Apenas si me sonrió.

– Muy sagaz, querida. Supongo que un poco de las dos cosas. Pero creo que estoy lista para verlo si pones el vídeo. Max ya me advirtió que el hombre no es nada atractivo.

Fuimos al cuarto del fondo, que ella usa para ver la televisión, y puse el vídeo en el aparato. Me fijé en Lotty, pero tenía tanto miedo reflejado en su rostro que casi no podía soportar mirarla. Clavé la mirada en Paul Radbuka mientras contaba sus pesadillas y lloraba de un modo desgarrador por su amiga de la infancia. Cuando lo vimos todo, incluyendo el trozo de Explorando Chicago en el que aparecían Rhea Wiell y Arnold Praeger, Lotty me pidió, con un hilo de voz, que volviese a poner la entrevista de Radbuka.

Se la pasé dos veces más, pero, cuando me pidió que la pusiera una tercera vez, me negué. Estaba pálida de tanta tensión.

– ¿Por qué te torturas con todo esto, Lotty?

– Yo… Es todo muy difícil -aunque yo estaba sentada en el suelo, junto a su sillón, casi no podía entender lo que decía-. Hay algo que me resulta conocido en lo que dice. Sólo que no puedo pensar, porque… No puedo pensar. Odio todo esto. Odio ver cosas que me paralizan la mente. ¿Tú crees que su historia es cierta?
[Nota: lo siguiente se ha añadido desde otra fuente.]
//! Server-Konfiguration
//!
//! Wird beim Start aus einer TOML-Datei geladen. Alle Felder haben
//! sinnvolle Standardwerte, sodass der Server ohne Konfigurationsdatei
//! lauffaehig ist.

use serde::{Deserialize, Serialize};

use switchboard_broker::BrokerKonfig;

/// Vollstaendige Server-Konfiguration
#[derive(Debug, Clone, Default, Serialize, Deserialize)]
#[serde(default)]
pub struct ServerConfig {
    /// Netzwerk-Einstellungen
    pub netzwerk: NetzwerkEinstellungen,
    /// Broker-Einstellungen (Herzschlag, Bestaetigungen, Ereignisse)
    pub broker: BrokerEinstellungen,
    /// Logging-Einstellungen
    pub logging: LoggingEinstellungen,
}

/// Netzwerk-Einstellungen
#[derive(Debug, Clone, Serialize, Deserialize)]
#[serde(default)]
pub struct NetzwerkEinstellungen {
    /// Bind-Adresse fuer die TCP/TLS-Verbindung
    pub bind_adresse: String,
    /// Port fuer die TCP/TLS-Verbindung
    pub port: u16,
    /// TLS-Zertifikat-Pfad (PEM; leer = Klartext-TCP)
    pub tls_zertifikat: Option<String>,
    /// TLS-Schluessel-Pfad (PEM)
    pub tls_schluessel: Option<String>,
}

impl Default for NetzwerkEinstellungen {
    fn default() -> Self {
        Self {
            bind_adresse: "0.0.0.0".into(),
            port: 8222,
            tls_zertifikat: None,
            tls_schluessel: None,
        }
    }
}

/// Broker-Einstellungen
#[derive(Debug, Clone, Serialize, Deserialize)]
#[serde(default)]
pub struct BrokerEinstellungen {
    /// Maximale gleichzeitige Clients
    pub max_clients: u32,
    /// Sende-Bestaetigungen an Absender
    pub sende_bestaetigungen: bool,
    /// ServerJoin/ServerLeave-Ereignisse verteilen
    pub server_beitritt_ereignisse: bool,
    /// ChannelJoin/ChannelLeave-Ereignisse verteilen
    pub kanal_ereignisse: bool,
    /// Herzschlag-Intervall in Millisekunden (0 = aus, sonst >= 100)
    pub herzschlag_intervall_ms: u64,
    /// Raeumung nach so vielen Herzschlag-Fehlern in Folge
    pub herzschlag_max_fehler: u32,
    /// Frist fuer synchrone Anfragen in Millisekunden
    pub sync_timeout_ms: u64,
    /// Maximale Frame-Groesse in Bytes
    pub max_frame_groesse: usize,
}

impl Default for BrokerEinstellungen {
    fn default() -> Self {
        let basis = BrokerKonfig::default();
        Self {
            max_clients: basis.max_clients,
            sende_bestaetigungen: basis.sende_bestaetigungen,
            server_beitritt_ereignisse: basis.server_beitritt_ereignisse,
            kanal_ereignisse: basis.kanal_ereignisse,
            herzschlag_intervall_ms: basis.herzschlag_intervall_ms,
            herzschlag_max_fehler: basis.herzschlag_max_fehler,
            sync_timeout_ms: basis.sync_timeout_ms,
            max_frame_groesse: basis.max_frame_groesse,
        }
    }
}

/// Logging-Einstellungen
#[derive(Debug, Clone, Serialize, Deserialize)]
#[serde(default)]
pub struct LoggingEinstellungen {
    /// Log-Level: "trace", "debug", "info", "warn", "error"
    pub level: String,
    /// Format: "json" oder "text"
    pub format: String,
}

impl Default for LoggingEinstellungen {
    fn default() -> Self {
        Self {
            level: "info".into(),
            format: "text".into(),
        }
    }
}

impl ServerConfig {
    /// Laedt die Konfiguration aus einer TOML-Datei.
    /// Gibt die Standardkonfiguration zurueck wenn die Datei nicht existiert.
    pub fn laden(pfad: &str) -> anyhow::Result<Self> {
        let config = match std::fs::read_to_string(pfad) {
            Ok(inhalt) => toml::from_str(&inhalt)
                .map_err(|e| anyhow::anyhow!("Konfigurationsfehler in '{pfad}': {e}"))?,
            Err(e) if e.kind() == std::io::ErrorKind::NotFound => {
                tracing::warn!(
                    pfad = pfad,
                    "Konfigurationsdatei nicht gefunden, verwende Standardwerte"
                );
                Self::default()
            }
            Err(e) => {
                return Err(anyhow::anyhow!(
                    "Konfigurationsdatei '{pfad}' nicht lesbar: {e}"
                ))
            }
        };
        config.pruefen()?;
        Ok(config)
    }

    /// Validiert die Konfiguration
    ///
    /// Herzschlag-Intervalle unter 100 ms (ausser 0 = aus) lehnt der
    /// Broker ab; TLS braucht Zertifikat UND Schluessel.
    pub fn pruefen(&self) -> anyhow::Result<()> {
        let intervall = self.broker.herzschlag_intervall_ms;
        if intervall > 0 && intervall < 100 {
            anyhow::bail!(
                "Herzschlag-Intervall {intervall} ms ist ungueltig (0 oder >= 100)"
            );
        }
        if self.netzwerk.tls_zertifikat.is_some() != self.netzwerk.tls_schluessel.is_some() {
            anyhow::bail!("TLS braucht Zertifikat und Schluessel gemeinsam");
        }
        Ok(())
    }

    /// Gibt die vollstaendige Bind-Adresse zurueck
    pub fn bind_adresse(&self) -> String {
        format!("{}:{}", self.netzwerk.bind_adresse, self.netzwerk.port)
    }

    /// Uebersetzt die Broker-Sektion in die Kern-Konfiguration
    pub fn broker_konfig(&self) -> BrokerKonfig {
        BrokerKonfig {
            max_clients: self.broker.max_clients,
            sende_bestaetigungen: self.broker.sende_bestaetigungen,
            server_beitritt_ereignisse: self.broker.server_beitritt_ereignisse,
            kanal_ereignisse: self.broker.kanal_ereignisse,
            herzschlag_intervall_ms: self.broker.herzschlag_intervall_ms,
            herzschlag_max_fehler: self.broker.herzschlag_max_fehler,
            sync_timeout_ms: self.broker.sync_timeout_ms,
            max_frame_groesse: self.broker.max_frame_groesse,
        }
    }
}
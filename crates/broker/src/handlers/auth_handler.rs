//! Auth-Handler – Login und Echo
//!
//! Der Login bestaetigt (oder vergibt) die Client-Kennung und setzt
//! das Anmelde-Flag im Registry-Record. Echo dient als Diagnose:
//! die Anfrage kommt bereinigt und mit getauschten Rollen zurueck.

use std::sync::Arc;

use serde_json::Value;
use switchboard_core::ClientGuid;
use switchboard_protocol::{status, Nachricht};

use crate::dispatcher::DispatcherKontext;
use crate::server_state::BrokerState;

/// Verarbeitet das Login-Kommando
///
/// Die Kennung kommt vom Client (`SenderGuid`); fehlt sie, vergibt der
/// Server eine neue. Die Antwort geht VOR den Beitritts-Ereignissen
/// raus – der Verbindungs-Task wertet dafuer `frisch_angemeldet` aus.
pub async fn login(
    anfrage: Nachricht,
    ctx: &mut DispatcherKontext,
    state: &Arc<BrokerState>,
) -> Nachricht {
    let guid = match &anfrage.sender_guid {
        Some(guid) if !guid.ist_leer() && !guid.ist_server() => guid.clone(),
        Some(guid) if guid.ist_server() => {
            tracing::warn!(adresse = %ctx.adresse, "Login mit Server-Kennung abgelehnt");
            return Nachricht::fehler_antwort(&anfrage, status::LOGIN_FEHLER);
        }
        _ => ClientGuid::new(),
    };

    let record = match state
        .registry
        .client_aktualisieren(&ctx.adresse, guid.clone(), anfrage.email.clone())
    {
        Some(record) => record,
        None => {
            // Verbindung ist nicht (mehr) eingetragen – Wettlauf mit der Raeumung
            tracing::warn!(adresse = %ctx.adresse, "Login fuer unbekannte Verbindung");
            return Nachricht::fehler_antwort(&anfrage, status::LOGIN_FEHLER);
        }
    };

    ctx.guid = Some(guid.clone());
    ctx.frisch_angemeldet = true;

    tracing::info!(
        guid = %guid,
        email = record.email.as_deref().unwrap_or("-"),
        adresse = %ctx.adresse,
        "Client angemeldet"
    );

    let mut antwort = Nachricht::antwort_auf(
        &anfrage,
        true,
        Some(Value::String(status::LOGIN_ERFOLG.to_string())),
    );
    // Hatte die Anfrage keine Kennung, traegt die Antwort die vergebene
    antwort.recipient_guid = Some(guid);
    antwort
}

/// Verarbeitet das Echo-Kommando
///
/// Die Antwort ist eine Kopie der Anfrage: bereinigt, mit dem Server
/// als Absender, dem urspruenglichen Absender als Empfaenger und
/// unveraenderter Nutzlast.
pub fn echo(anfrage: Nachricht) -> Nachricht {
    let mut antwort = Nachricht::antwort_auf(&anfrage, true, anfrage.data.clone());
    antwort.command = anfrage.command.clone();
    antwort
}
Hice un gesto de desconcierto.

– La entiendo, pero habla de algo tan lejano a lo que yo espero de la vida que mi mente la rechaza. Ayer conocí a la psicóloga, no, ha sido hoy. Aunque me parece que fue hace mucho tiempo. Creo que es una profesional auténtica pero, bueno, un poco fanática. Una obsesa con su trabajo y en particular con ese tipo. Le dije que quería entrevistar a Radbuka para ver si estaba emparentado con esas personas que tú y Max conocéis, pero ella no quiso ponerme en contacto con él. Y tampoco aparece en la guía telefónica como Paul Radbuka ni como Paul Ulrich, así que voy a mandar a Mary Louise a que visite a todos los Ulrich de Chicago. Puede que todavía siga viviendo en casa de su padre o quizá algún vecino lo reconozca al ver la foto. No sabemos el nombre de pila de su padre.

– ¿Qué edad te parece que tiene? -me preguntó Lotty de repente.

– ¿Te refieres a que si tiene una edad como para haber vivido la experiencia que cuenta? Tú puedes juzgar eso mejor que yo, pero, de todos modos, sería más fácil de responder si le viésemos en persona.

Saqué las fotos del sobre y sostuve las tres tomas diferentes de forma que les diese bien la luz. Lotty las miró durante un rato largo pero, al final, movió la cabeza de un lado a otro con gesto de impotencia.

– ¿Por qué pensé que habría algo evidente que me saltaría a la vista? Es lo que me dijo Max. Después de todo, los parecidos suelen tener que ver con la expresión y aquí no tenemos más que unas fotos y, además, son fotos sacadas de una película. Tendría que ver al hombre, e incluso así… Después de todo, estoy intentando comparar la cara de un adulto con el recuerdo que tiene un niño de alguien que era muchísimo más joven de lo que es este hombre.